Udding a.k.a Rudy alias Habibie di masa kecilnya yang menyala, harus berpindah-pindah dari kampung ke kampung, meninggalkan tanah kelahirannya demi mencari daerah aman. Cita-citanya membuat kappala luttu, yang disampaikan di depan kelas saat pertama kali masuk sekolah, terus ia rawat bersama gejolak keadaan dan kenyataan yang terus menerpa dirinya. Cita-cita ditertawakan oleh teman-temannya itu sempat meredup. Angannya hendak membuat kappala luttu terpatahkan atas sebuah peristiwa yang meninggalkan trauma bagi kedalaman dirinya. Siapa dan bagaimana trauma batinnya bisa sembuh, sehingga cita-citanya membuat kappala luttu itu masih terawat dan terus ia perjuangkan? Tentu tak elok bila  saya memaparkannya di dalam tulisan ini. 

Kosakata dan falsafah Bugis yang diselipkan dalam novel ini, berhasil membuat saya tersenyum. Seperti kalimat berikut: Senge’ ka ri mula wenni, na ubali senge ki’ ri giling tinroku. Senge’ ka pada cenninna golla’e na ubali senge ki’ pada lunra’na kalukue. Senge’ ka simata jarung, na ubali senge’ ki’ sipuppureng lino. Selain itu, kalimat berikut ini juga memikat saya: Bagi Salima, gadis gorontalo itu berkeyakinan, mencintai bukanlah apa-apa dan dicintai adalah sesuatu, hingga mencintai dan dicintai menjelma segalanya. Saya tersenyum tipis kala mata ini menemukan kalimat itu dalam novel Kappala Luttu. Benar, cinta bukanlah sekadar, ia adalah angin yang bertiup sepanjang masa.

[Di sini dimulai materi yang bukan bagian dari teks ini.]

//! Resource adjustments declared by an action.
//!
//! Modifiers are written `+N` or `-N`. They are parsed into [`Modifier`] when
//! an action is constructed so malformed content is rejected up front.

use std::fmt;
use std::str::FromStr;

use crate::mechanics::MechanicError;

/// Signed change to a named resource.
#[derive(Clone, Copy, Debug, PartialEq, Eq, Hash)]
#[cfg_attr(feature = "serde", derive(serde::Serialize, serde::Deserialize))]
#[cfg_attr(feature = "serde", serde(try_from = "String", into = "String"))]
pub enum Modifier {
    Add(i64),
    Subtract(i64),
}

impl Modifier {
    /// Net signed delta this modifier applies.
    pub const fn delta(&self) -> i64 {
        match *self {
            Self::Add(amount) => amount,
            Self::Subtract(amount) => -amount,
        }
    }
}

impl FromStr for Modifier {
    type Err = MechanicError;

    fn from_str(s: &str) -> Result<Self, Self::Err> {
        let s = s.trim();
        let invalid = || MechanicError::InvalidModifier(s.to_string());

        let (sign, digits) = s.split_at_checked(1).ok_or_else(invalid)?;
        let amount: i64 = digits.trim().parse().map_err(|_| invalid())?;
        if amount < 0 {
            return Err(invalid());
        }

        match sign {
            "+" => Ok(Self::Add(amount)),
            "-" => Ok(Self::Subtract(amount)),
            _ => Err(invalid()),
        }
    }
}

impl TryFrom<String> for Modifier {
    type Error = MechanicError;

    fn try_from(value: String) -> Result<Self, Self::Error> {
        value.parse()
    }
}

impl From<Modifier> for String {
    fn from(value: Modifier) -> Self {
        value.to_string()
    }
}

impl fmt::Display for Modifier {
    fn fmt(&self, f: &mut fmt::Formatter<'_>) -> fmt::Result {
        match self {
            Self::Add(amount) => write!(f, "+{amount}"),
            Self::Subtract(amount) => write!(f, "-{amount}"),
        }
    }
}

/// A named resource and how an action changes it.
#[derive(Clone, Debug, PartialEq, Eq)]
#[cfg_attr(feature = "serde", derive(serde::Serialize, serde::Deserialize))]
pub struct ResourceChange {
    pub name: String,
    pub modifier: Modifier,
}

impl ResourceChange {
    pub fn new(name: impl Into<String>, modifier: Modifier) -> Self {
        Self {
            name: name.into(),
            modifier,
        }
    }
}
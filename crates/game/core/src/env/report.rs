//! End-of-game reporting oracle.

use crate::env::OracleError;

/// Winner named by the report oracle. `player` is `None` when a whole team won.
#[derive(Clone, Debug, Default, PartialEq, Eq)]
#[cfg_attr(feature = "serde", derive(serde::Serialize, serde::Deserialize))]
#[cfg_attr(feature = "serde", serde(default))]
pub struct WinVerdict {
    pub team: Option<String>,
    pub player: Option<String>,
}

pub trait ReportOracle: Send + Sync {
    /// Summarizes the game from its action log, rules, and players.
    fn summarize(&self, context: &str) -> Result<String, OracleError>;

    /// Names the winner of the game.
    fn deduce_winner(&self, context: &str) -> Result<WinVerdict, OracleError>;
}
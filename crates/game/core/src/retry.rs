//! Bookkeeping for the bounded produce → validate → reformulate loop.
//!
//! Every action-producing path (umpire ruling, human reply, AI participant,
//! and an agent's own in-character loop) shares the same shape: ask with the
//! base prompt, and after each rejection ask again with a notice prepended,
//! until a candidate is accepted or the budget runs out. [`RetryBudget`]
//! owns the attempt counter and the current prompt; callers drive the loop
//! inline.
//!
//! ```
//! use wargame_core::RetryBudget;
//!
//! let mut budget = RetryBudget::new(3, "Scenario: hold the bridge");
//! let mut accepted = None;
//! while let Some(prompt) = budget.next_prompt() {
//!     if prompt.starts_with("Rejected") {
//!         accepted = Some(budget.attempt());
//!         break;
//!     }
//!     budget.reject("Rejected.");
//! }
//! assert_eq!(accepted, Some(2));
//! ```

/// Attempt counter and prompt state for one retry loop.
#[derive(Clone, Debug, PartialEq, Eq)]
pub struct RetryBudget {
    max_attempts: u32,
    attempt: u32,
    base: String,
    prompt: String,
}

impl RetryBudget {
    /// Creates a budget of `max_attempts` (at least one) starting from `base`.
    pub fn new(max_attempts: u32, base: impl Into<String>) -> Self {
        let base = base.into();
        Self {
            max_attempts: max_attempts.max(1),
            attempt: 0,
            prompt: base.clone(),
            base,
        }
    }

    /// Starts the next attempt and returns its prompt, or `None` once the
    /// budget is exhausted.
    pub fn next_prompt(&mut self) -> Option<&str> {
        if self.attempt >= self.max_attempts {
            return None;
        }
        self.attempt += 1;
        Some(&self.prompt)
    }

    /// Records a rejection of the current attempt; the next prompt becomes
    /// `notice` followed by the base prompt.
    pub fn reject(&mut self, notice: &str) {
        self.prompt = format!("{notice} {}", self.base);
    }

    /// Attempts started so far (1-based once the loop is running).
    pub fn attempt(&self) -> u32 {
        self.attempt
    }

    pub fn max_attempts(&self) -> u32 {
        self.max_attempts
    }
}
//! File-based DocumentStore implementation.

use std::fs;
use std::io;
use std::path::{Path, PathBuf};

use wargame_core::{DocumentError, DocumentId, DocumentStore};

/// File-based implementation of DocumentStore.
///
/// # File Format
///
/// Each document is stored as `<sha256-hex>.txt` under the base directory,
/// containing the UTF-8 text verbatim.
#[derive(Debug, Clone)]
pub struct FileDocumentStore {
    base_dir: PathBuf,
}

impl FileDocumentStore {
    /// Create a new file-based document store, creating the directory if needed.
    pub fn new(base_dir: impl AsRef<Path>) -> Result<Self, DocumentError> {
        let base_dir = base_dir.as_ref().to_path_buf();
        fs::create_dir_all(&base_dir).map_err(storage_error)?;
        Ok(Self { base_dir })
    }

    pub fn base_dir(&self) -> &Path {
        &self.base_dir
    }

    fn document_path(&self, id: &DocumentId) -> PathBuf {
        self.base_dir.join(format!("{}.txt", id))
    }
}

impl DocumentStore for FileDocumentStore {
    fn put(&mut self, text: &str) -> Result<DocumentId, DocumentError> {
        let id = DocumentId::for_text(text);
        let path = self.document_path(&id);
        if path.is_file() {
            return Ok(id);
        }

        let temp_path = path.with_extension("txt.tmp");
        if let Err(err) = fs::write(&temp_path, text).and_then(|()| fs::rename(&temp_path, &path)) {
            // Best effort: the temp file may not exist if the write itself failed.
            let _ = fs::remove_file(&temp_path);
            return Err(storage_error(err));
        }

        tracing::debug!("Stored document {} at {}", id, path.display());

        Ok(id)
    }

    fn get(&self, id: &DocumentId) -> Result<String, DocumentError> {
        match fs::read_to_string(self.document_path(id)) {
            Ok(text) => Ok(text),
            Err(err) if err.kind() == io::ErrorKind::NotFound => {
                Err(DocumentError::NotFound(id.clone()))
            }
            Err(err) => Err(storage_error(err)),
        }
    }

    fn contains(&self, id: &DocumentId) -> bool {
        self.document_path(id).is_file()
    }
}

fn storage_error(err: io::Error) -> DocumentError {
    DocumentError::Storage(err.to_string())
}

#[cfg(test)]
mod tests {
    use super::*;

    #[test]
    fn documents_survive_reopening_the_store() {
        let dir = tempfile::tempdir().unwrap();
        let id = {
            let mut store = FileDocumentStore::new(dir.path().join("docs")).unwrap();
            store.put("Blue may not cross the river.").unwrap()
        };

        let store = FileDocumentStore::new(dir.path().join("docs")).unwrap();
        assert!(store.contains(&id));
        assert_eq!(store.get(&id).unwrap(), "Blue may not cross the river.");
        assert!(dir.path().join("docs").join(format!("{id}.txt")).exists());
    }

    #[test]
    fn missing_document_is_not_found() {
        let dir = tempfile::tempdir().unwrap();
        let store = FileDocumentStore::new(dir.path()).unwrap();
        let id = DocumentId::for_text("absent");
        assert_eq!(store.get(&id), Err(DocumentError::NotFound(id)));
    }

    #[test]
    fn failed_rename_leaves_no_temp_file() {
        let dir = tempfile::tempdir().unwrap();
        let mut store = FileDocumentStore::new(dir.path()).unwrap();
        let id = DocumentId::for_text("Red holds the ridge.");
        let blocked = dir.path().join(format!("{id}.txt"));
        fs::create_dir(&blocked).unwrap();
        fs::write(blocked.join("occupant"), "x").unwrap();

        assert!(matches!(
            store.put("Red holds the ridge."),
            Err(DocumentError::Storage(_))
        ));
        assert!(!store.contains(&id));
        assert!(!dir.path().join(format!("{id}.txt.tmp")).exists());
    }

    #[test]
    fn deserialized_ids_cannot_escape_the_store() {
        assert!(serde_json::from_str::<DocumentId>("\"../outside\"").is_err());

        let id = DocumentId::for_text("rules");
        let json = serde_json::to_string(&id).unwrap();
        assert_eq!(json, format!("\"{id}\""));
        assert_eq!(serde_json::from_str::<DocumentId>(&json).unwrap(), id);
    }
}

Namun, seperti halnya semua karya, pasti memiliki kekurangan. Kendati penulis berhasil menghadirkan nuansa emosional, tetapi beberapa kalimat seperti enggan memberi pembaca celah bernapas. Padahal kalimat akan lebih terasa enak bila dipangkas, tanpa mengganggu gaya penulisan. Kalimat berikut ini, misalnya: Beberapa hari setelah lukanya mulai mengering, Udding kembali ke kandang kuda dan meminta tolong bantuan La Sakkerupa mengajarkannya berkuda.

Kalimat tersebut sebenarnya sudah dipahami secara maksud, terlebih bila itu disampaikan dalam bahasa lisan. Namun, bila dicermati dan dibaca pelan-pelan, kalimat tersebut terasa kurang mengalir secara alamiah. Ada pemborosan kata dan seperti ada kata yang hilang di sana. Salah satu alternatifnya mungkin seperti ini: Beberapa hari setelah lukanya mulai mengering, Udding kembali ke kandang kuda. Ia meminta tolong kepada La Sakkerupa agar mengajarinya berkuda.

Kealpaan teknis kepenulisan lumayan banyak ditemukan dalam novel ini. Editor buku, Azwar Radhif, rasanya belum cermat dalam menangani naskah ini. Novel Kappala Luttu diperuntukkan untuk pembaca kalangan anak-anak sampai remaja, kata penulis. Namun saya bingung, kenapa novel ini tidak disematkan selaksa gambar. Bagaimanapun, anak-anak bahkan orang dewasa, ada yang cenderung senang sama buku yang bergambar. Bilamana naskah novel ini dikurasi dengan penuh ketelitian dan kesabaran, mungkin saja kealpaan teknis, seperti salah ketik, hanya sedikit yang nampak.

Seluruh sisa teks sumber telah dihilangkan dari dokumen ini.